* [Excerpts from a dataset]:

···

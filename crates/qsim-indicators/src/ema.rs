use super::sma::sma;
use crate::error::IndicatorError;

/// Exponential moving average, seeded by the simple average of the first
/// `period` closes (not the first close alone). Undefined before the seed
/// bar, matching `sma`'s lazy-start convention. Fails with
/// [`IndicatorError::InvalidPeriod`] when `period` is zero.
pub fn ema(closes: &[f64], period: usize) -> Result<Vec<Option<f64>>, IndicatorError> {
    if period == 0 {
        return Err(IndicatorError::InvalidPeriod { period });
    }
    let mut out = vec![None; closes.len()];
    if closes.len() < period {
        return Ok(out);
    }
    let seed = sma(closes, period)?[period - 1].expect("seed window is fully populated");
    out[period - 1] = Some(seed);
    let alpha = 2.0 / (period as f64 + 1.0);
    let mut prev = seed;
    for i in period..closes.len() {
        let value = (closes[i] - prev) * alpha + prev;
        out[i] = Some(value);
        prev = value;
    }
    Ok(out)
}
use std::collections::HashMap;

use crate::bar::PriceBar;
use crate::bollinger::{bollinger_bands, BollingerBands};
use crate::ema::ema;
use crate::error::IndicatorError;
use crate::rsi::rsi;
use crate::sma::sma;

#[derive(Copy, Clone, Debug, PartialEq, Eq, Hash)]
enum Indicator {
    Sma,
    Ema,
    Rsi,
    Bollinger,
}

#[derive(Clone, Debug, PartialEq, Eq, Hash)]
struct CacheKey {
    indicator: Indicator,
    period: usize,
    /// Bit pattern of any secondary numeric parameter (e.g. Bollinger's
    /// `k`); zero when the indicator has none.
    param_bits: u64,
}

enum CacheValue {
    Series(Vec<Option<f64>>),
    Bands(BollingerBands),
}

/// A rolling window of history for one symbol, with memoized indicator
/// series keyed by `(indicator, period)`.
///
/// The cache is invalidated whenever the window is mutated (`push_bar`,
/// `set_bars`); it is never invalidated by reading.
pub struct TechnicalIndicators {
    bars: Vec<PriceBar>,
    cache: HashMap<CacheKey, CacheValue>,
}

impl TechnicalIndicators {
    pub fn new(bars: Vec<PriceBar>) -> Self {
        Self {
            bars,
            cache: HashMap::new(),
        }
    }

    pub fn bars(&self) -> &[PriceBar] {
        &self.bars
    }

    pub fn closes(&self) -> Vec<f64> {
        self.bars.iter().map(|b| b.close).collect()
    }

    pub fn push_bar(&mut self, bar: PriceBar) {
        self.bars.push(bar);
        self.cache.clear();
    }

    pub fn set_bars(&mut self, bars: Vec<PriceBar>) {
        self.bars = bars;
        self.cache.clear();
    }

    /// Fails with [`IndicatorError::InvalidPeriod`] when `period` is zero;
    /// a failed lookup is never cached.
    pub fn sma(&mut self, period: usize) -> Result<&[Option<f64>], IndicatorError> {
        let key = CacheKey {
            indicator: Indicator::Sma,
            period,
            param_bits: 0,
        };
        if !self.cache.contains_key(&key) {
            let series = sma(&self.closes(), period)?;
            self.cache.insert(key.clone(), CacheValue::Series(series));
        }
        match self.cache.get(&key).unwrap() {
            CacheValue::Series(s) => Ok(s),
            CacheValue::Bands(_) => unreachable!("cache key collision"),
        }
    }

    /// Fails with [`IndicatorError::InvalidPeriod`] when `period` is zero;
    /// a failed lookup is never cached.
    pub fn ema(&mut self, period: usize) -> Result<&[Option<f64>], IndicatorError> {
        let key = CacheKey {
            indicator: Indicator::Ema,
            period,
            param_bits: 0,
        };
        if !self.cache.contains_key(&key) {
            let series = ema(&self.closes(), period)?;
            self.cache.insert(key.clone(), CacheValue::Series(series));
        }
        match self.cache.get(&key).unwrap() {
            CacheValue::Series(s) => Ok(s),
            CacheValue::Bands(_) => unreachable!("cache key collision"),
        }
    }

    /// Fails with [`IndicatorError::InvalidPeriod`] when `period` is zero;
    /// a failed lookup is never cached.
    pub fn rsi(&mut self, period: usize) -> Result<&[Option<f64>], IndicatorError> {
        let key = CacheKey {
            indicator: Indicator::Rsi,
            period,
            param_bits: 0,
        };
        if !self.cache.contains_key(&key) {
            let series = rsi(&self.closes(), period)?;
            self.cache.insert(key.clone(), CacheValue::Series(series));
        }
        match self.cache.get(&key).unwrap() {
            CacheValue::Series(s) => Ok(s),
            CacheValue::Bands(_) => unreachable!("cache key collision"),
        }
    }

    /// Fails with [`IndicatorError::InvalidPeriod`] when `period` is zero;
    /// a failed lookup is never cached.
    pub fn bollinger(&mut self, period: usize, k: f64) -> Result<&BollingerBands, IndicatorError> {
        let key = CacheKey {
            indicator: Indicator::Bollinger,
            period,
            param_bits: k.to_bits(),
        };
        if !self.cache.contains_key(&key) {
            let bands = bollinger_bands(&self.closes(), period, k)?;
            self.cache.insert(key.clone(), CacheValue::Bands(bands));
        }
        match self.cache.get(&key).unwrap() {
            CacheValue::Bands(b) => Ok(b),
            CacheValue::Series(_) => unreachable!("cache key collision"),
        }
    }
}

···

* [Assigned task]:
Repeat the records above exactly as they appear.

* [Expected answer]:
filename crates/qsim-indicators/src/ema.rs
use super::sma::sma;
use crate::error::IndicatorError;

/// Exponential moving average, seeded by the simple average of the first
/// `period` closes (not the first close alone). Undefined before the seed
/// bar, matching `sma`'s lazy-start convention. Fails with
/// [`IndicatorError::InvalidPeriod`] when `period` is zero.
pub fn ema(closes: &[f64], period: usize) -> Result<Vec<Option<f64>>, IndicatorError> {
    if period == 0 {
        return Err(IndicatorError::InvalidPeriod { period });
    }
    let mut out = vec![None; closes.len()];
    if closes.len() < period {
        return Ok(out);
    }
    let seed = sma(closes, period)?[period - 1].expect("seed window is fully populated");
    out[period - 1] = Some(seed);
    let alpha = 2.0 / (period as f64 + 1.0);
    let mut prev = seed;
    for i in period..closes.len() {
        let value = (closes[i] - prev) * alpha + prev;
        out[i] = Some(value);
        prev = value;
    }
    Ok(out)
}
use std::collections::HashMap;

use crate::bar::PriceBar;
use crate::bollinger::{bollinger_bands, BollingerBands};
use crate::ema::ema;
use crate::error::IndicatorError;
use crate::rsi::rsi;
use crate::sma::sma;

#[derive(Copy, Clone, Debug, PartialEq, Eq, Hash)]
enum Indicator {
    Sma,
    Ema,
    Rsi,
    Bollinger,
}

#[derive(Clone, Debug, PartialEq, Eq, Hash)]
struct CacheKey {
    indicator: Indicator,
    period: usize,
    /// Bit pattern of any secondary numeric parameter (e.g. Bollinger's
    /// `k`); zero when the indicator has none.
    param_bits: u64,
}

enum CacheValue {
    Series(Vec<Option<f64>>),
    Bands(BollingerBands),
}

/// A rolling window of history for one symbol, with memoized indicator
/// series keyed by `(indicator, period)`.
///
/// The cache is invalidated whenever the window is mutated (`push_bar`,
/// `set_bars`); it is never invalidated by reading.
pub struct TechnicalIndicators {
    bars: Vec<PriceBar>,
    cache: HashMap<CacheKey, CacheValue>,
}

impl TechnicalIndicators {
    pub fn new(bars: Vec<PriceBar>) -> Self {
        Self {
            bars,
            cache: HashMap::new(),
        }
    }

    pub fn bars(&self) -> &[PriceBar] {
        &self.bars
    }

    pub fn closes(&self) -> Vec<f64> {
        self.bars.iter().map(|b| b.close).collect()
    }

    pub fn push_bar(&mut self, bar: PriceBar) {
        self.bars.push(bar);
        self.cache.clear();
    }

    pub fn set_bars(&mut self, bars: Vec<PriceBar>) {
        self.bars = bars;
        self.cache.clear();
    }

    /// Fails with [`IndicatorError::InvalidPeriod`] when `period` is zero;
    /// a failed lookup is never cached.
    pub fn sma(&mut self, period: usize) -> Result<&[Option<f64>], IndicatorError> {
        let key = CacheKey {
            indicator: Indicator::Sma,
            period,
            param_bits: 0,
        };
        if !self.cache.contains_key(&key) {
            let series = sma(&self.closes(), period)?;
            self.cache.insert(key.clone(), CacheValue::Series(series));
        }
        match self.cache.get(&key).unwrap() {
            CacheValue::Series(s) => Ok(s),
            CacheValue::Bands(_) => unreachable!("cache key collision"),
        }
    }

    /// Fails with [`IndicatorError::InvalidPeriod`] when `period` is zero;
    /// a failed lookup is never cached.
    pub fn ema(&mut self, period: usize) -> Result<&[Option<f64>], IndicatorError> {
        let key = CacheKey {
            indicator: Indicator::Ema,
            period,
            param_bits: 0,
        };
        if !self.cache.contains_key(&key) {
            let series = ema(&self.closes(), period)?;
            self.cache.insert(key.clone(), CacheValue::Series(series));
        }
        match self.cache.get(&key).unwrap() {
            CacheValue::Series(s) => Ok(s),
            CacheValue::Bands(_) => unreachable!("cache key collision"),
        }
    }

    /// Fails with [`IndicatorError::InvalidPeriod`] when `period` is zero;
    /// a failed lookup is never cached.
    pub fn rsi(&mut self, period: usize) -> Result<&[Option<f64>], IndicatorError> {
        let key = CacheKey {
            indicator: Indicator::Rsi,
            period,
            param_bits: 0,
        };
        if !self.cache.contains_key(&key) {
            let series = rsi(&self.closes(), period)?;
            self.cache.insert(key.clone(), CacheValue::Series(series));
        }
        match self.cache.get(&key).unwrap() {
            CacheValue::Series(s) => Ok(s),
            CacheValue::Bands(_) => unreachable!("cache key collision"),
        }
    }

    /// Fails with [`IndicatorError::InvalidPeriod`] when `period` is zero;
    /// a failed lookup is never cached.
    pub fn bollinger(&mut self, period: usize, k: f64) -> Result<&BollingerBands, IndicatorError> {
        let key = CacheKey {
            indicator: Indicator::Bollinger,
            period,
            param_bits: k.to_bits(),
        };
        if !self.cache.contains_key(&key) {
            let bands = bollinger_bands(&self.closes(), period, k)?;
            self.cache.insert(key.clone(), CacheValue::Bands(bands));
        }
        match self.cache.get(&key).unwrap() {
            CacheValue::Bands(b) => Ok(b),
            CacheValue::Series(_) => unreachable!("cache key collision"),
        }
    }
}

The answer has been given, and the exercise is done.